▶ [TO DO] Every line below must be reproduced exactly. Copy them all.

▶ [Saved entries]
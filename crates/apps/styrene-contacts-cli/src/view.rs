use anyhow::{Context, Result};
use contact_list::{ChannelSource, ListStore, ListStoreConfig};
use contacts_core::{ContactId, ContactRecord};
use serde::Serialize;

use crate::snapshot::Snapshot;

/// One list row with everything the graph resolved for it.
#[derive(Debug, Clone, Serialize, PartialEq, Eq)]
pub struct RowView {
    pub index: usize,
    pub uid: String,
    pub name: String,
    pub presence: String,
    #[serde(skip_serializing_if = "Option::is_none")]
    pub message: Option<String>,
    pub capabilities: String,
    #[serde(skip_serializing_if = "Option::is_none")]
    pub avatar: Option<String>,
    pub rosters: Vec<String>,
}

/// Loads the snapshot into a list store and attaches every roster contact to
/// its masters. Roster contacts without a master get a temporary one.
pub fn build_store(config: ListStoreConfig, name: &str, snapshot: &Snapshot) -> Result<ListStore> {
    let source = ChannelSource::new(name)
        .with_contacts(snapshot.contacts.iter().map(|entry| entry.to_record()));
    let mut store = ListStore::new(config);
    store
        .set_source(source)
        .context("failed to attach snapshot source")?;
    store.tick();

    for entry in &snapshot.rosters {
        let roster = store.insert_roster(entry.to_record());
        if entry.masters.is_empty() {
            let temporary = ContactRecord::temporary_for(&entry.uid);
            let uid = temporary.uid.clone();
            store.on_items_added(vec![temporary]);
            store
                .attach_roster(&uid, roster)
                .with_context(|| format!("failed to wrap roster contact {}", entry.uid))?;
            continue;
        }
        for master in &entry.masters {
            let attached = store
                .attach_roster(master, roster)
                .with_context(|| format!("failed to attach {} to {master}", entry.uid))?;
            if attached == 0 {
                log::warn!(
                    "roster contact {} names unknown contact {master}",
                    entry.uid
                );
            }
        }
    }
    store.tick();
    Ok(store)
}

pub fn rows(store: &mut ListStore) -> Vec<RowView> {
    let contacts: Vec<ContactId> = store.iter().map(|row| row.contact()).collect();
    contacts
        .into_iter()
        .enumerate()
        .map(|(index, contact)| describe(store, index, contact))
        .collect()
}

/// Rows showing `uid`, in list order.
pub fn find(store: &mut ListStore, uid: &str) -> Vec<RowView> {
    let mut found: Vec<(usize, ContactId)> = store
        .find(uid)
        .into_iter()
        .filter_map(|row| store.row_index(row).map(|index| (index, row.contact())))
        .collect();
    found.sort_unstable_by_key(|(index, _)| *index);
    found
        .into_iter()
        .map(|(index, contact)| describe(store, index, contact))
        .collect()
}

fn describe(store: &mut ListStore, index: usize, contact: ContactId) -> RowView {
    let (presence, message) = match store.resolve_presence(contact) {
        Ok(presence) => (presence.kind.as_str().to_string(), presence.message.clone()),
        Err(err) => {
            log::warn!("row {index} has no presence: {err}");
            ("unset".to_string(), None)
        }
    };
    let graph = store.graph();
    let rosters = graph
        .attached(contact)
        .iter()
        .filter_map(|roster| graph.get(*roster))
        .map(|roster| roster.uid().to_string())
        .collect();
    let uid = graph
        .get(contact)
        .map(|c| c.uid().to_string())
        .unwrap_or_default();
    let capabilities = graph.capabilities(contact);
    let capabilities = if capabilities.is_empty() {
        "-".to_string()
    } else {
        let names: Vec<&str> = capabilities.iter_names().map(|(name, _)| name).collect();
        names.join(" ")
    };
    RowView {
        index,
        uid,
        name: graph.display_name(contact),
        presence,
        message,
        capabilities,
        avatar: graph.resolve_avatar(contact).map(str::to_string),
        rosters,
    }
}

▶ [TASK SOLUTION]
filename crates/apps/styrene-contacts-cli/src/view.rs
use anyhow::{Context, Result};
use contact_list::{ChannelSource, ListStore, ListStoreConfig};
use contacts_core::{ContactId, ContactRecord};
use serde::Serialize;

use crate::snapshot::Snapshot;

/// One list row with everything the graph resolved for it.
#[derive(Debug, Clone, Serialize, PartialEq, Eq)]
pub struct RowView {
    pub index: usize,
    pub uid: String,
    pub name: String,
    pub presence: String,
    #[serde(skip_serializing_if = "Option::is_none")]
    pub message: Option<String>,
    pub capabilities: String,
    #[serde(skip_serializing_if = "Option::is_none")]
    pub avatar: Option<String>,
    pub rosters: Vec<String>,
}

/// Loads the snapshot into a list store and attaches every roster contact to
/// its masters. Roster contacts without a master get a temporary one.
pub fn build_store(config: ListStoreConfig, name: &str, snapshot: &Snapshot) -> Result<ListStore> {
    let source = ChannelSource::new(name)
        .with_contacts(snapshot.contacts.iter().map(|entry| entry.to_record()));
    let mut store = ListStore::new(config);
    store
        .set_source(source)
        .context("failed to attach snapshot source")?;
    store.tick();

    for entry in &snapshot.rosters {
        let roster = store.insert_roster(entry.to_record());
        if entry.masters.is_empty() {
            let temporary = ContactRecord::temporary_for(&entry.uid);
            let uid = temporary.uid.clone();
            store.on_items_added(vec![temporary]);
            store
                .attach_roster(&uid, roster)
                .with_context(|| format!("failed to wrap roster contact {}", entry.uid))?;
            continue;
        }
        for master in &entry.masters {
            let attached = store
                .attach_roster(master, roster)
                .with_context(|| format!("failed to attach {} to {master}", entry.uid))?;
            if attached == 0 {
                log::warn!(
                    "roster contact {} names unknown contact {master}",
                    entry.uid
                );
            }
        }
    }
    store.tick();
    Ok(store)
}

pub fn rows(store: &mut ListStore) -> Vec<RowView> {
    let contacts: Vec<ContactId> = store.iter().map(|row| row.contact()).collect();
    contacts
        .into_iter()
        .enumerate()
        .map(|(index, contact)| describe(store, index, contact))
        .collect()
}

/// Rows showing `uid`, in list order.
pub fn find(store: &mut ListStore, uid: &str) -> Vec<RowView> {
    let mut found: Vec<(usize, ContactId)> = store
        .find(uid)
        .into_iter()
        .filter_map(|row| store.row_index(row).map(|index| (index, row.contact())))
        .collect();
    found.sort_unstable_by_key(|(index, _)| *index);
    found
        .into_iter()
        .map(|(index, contact)| describe(store, index, contact))
        .collect()
}

fn describe(store: &mut ListStore, index: usize, contact: ContactId) -> RowView {
    let (presence, message) = match store.resolve_presence(contact) {
        Ok(presence) => (presence.kind.as_str().to_string(), presence.message.clone()),
        Err(err) => {
            log::warn!("row {index} has no presence: {err}");
            ("unset".to_string(), None)
        }
    };
    let graph = store.graph();
    let rosters = graph
        .attached(contact)
        .iter()
        .filter_map(|roster| graph.get(*roster))
        .map(|roster| roster.uid().to_string())
        .collect();
    let uid = graph
        .get(contact)
        .map(|c| c.uid().to_string())
        .unwrap_or_default();
    let capabilities = graph.capabilities(contact);
    let capabilities = if capabilities.is_empty() {
        "-".to_string()
    } else {
        let names: Vec<&str> = capabilities.iter_names().map(|(name, _)| name).collect();
        names.join(" ")
    };
    RowView {
        index,
        uid,
        name: graph.display_name(contact),
        presence,
        message,
        capabilities,
        avatar: graph.resolve_avatar(contact).map(str::to_string),
        rosters,
    }
}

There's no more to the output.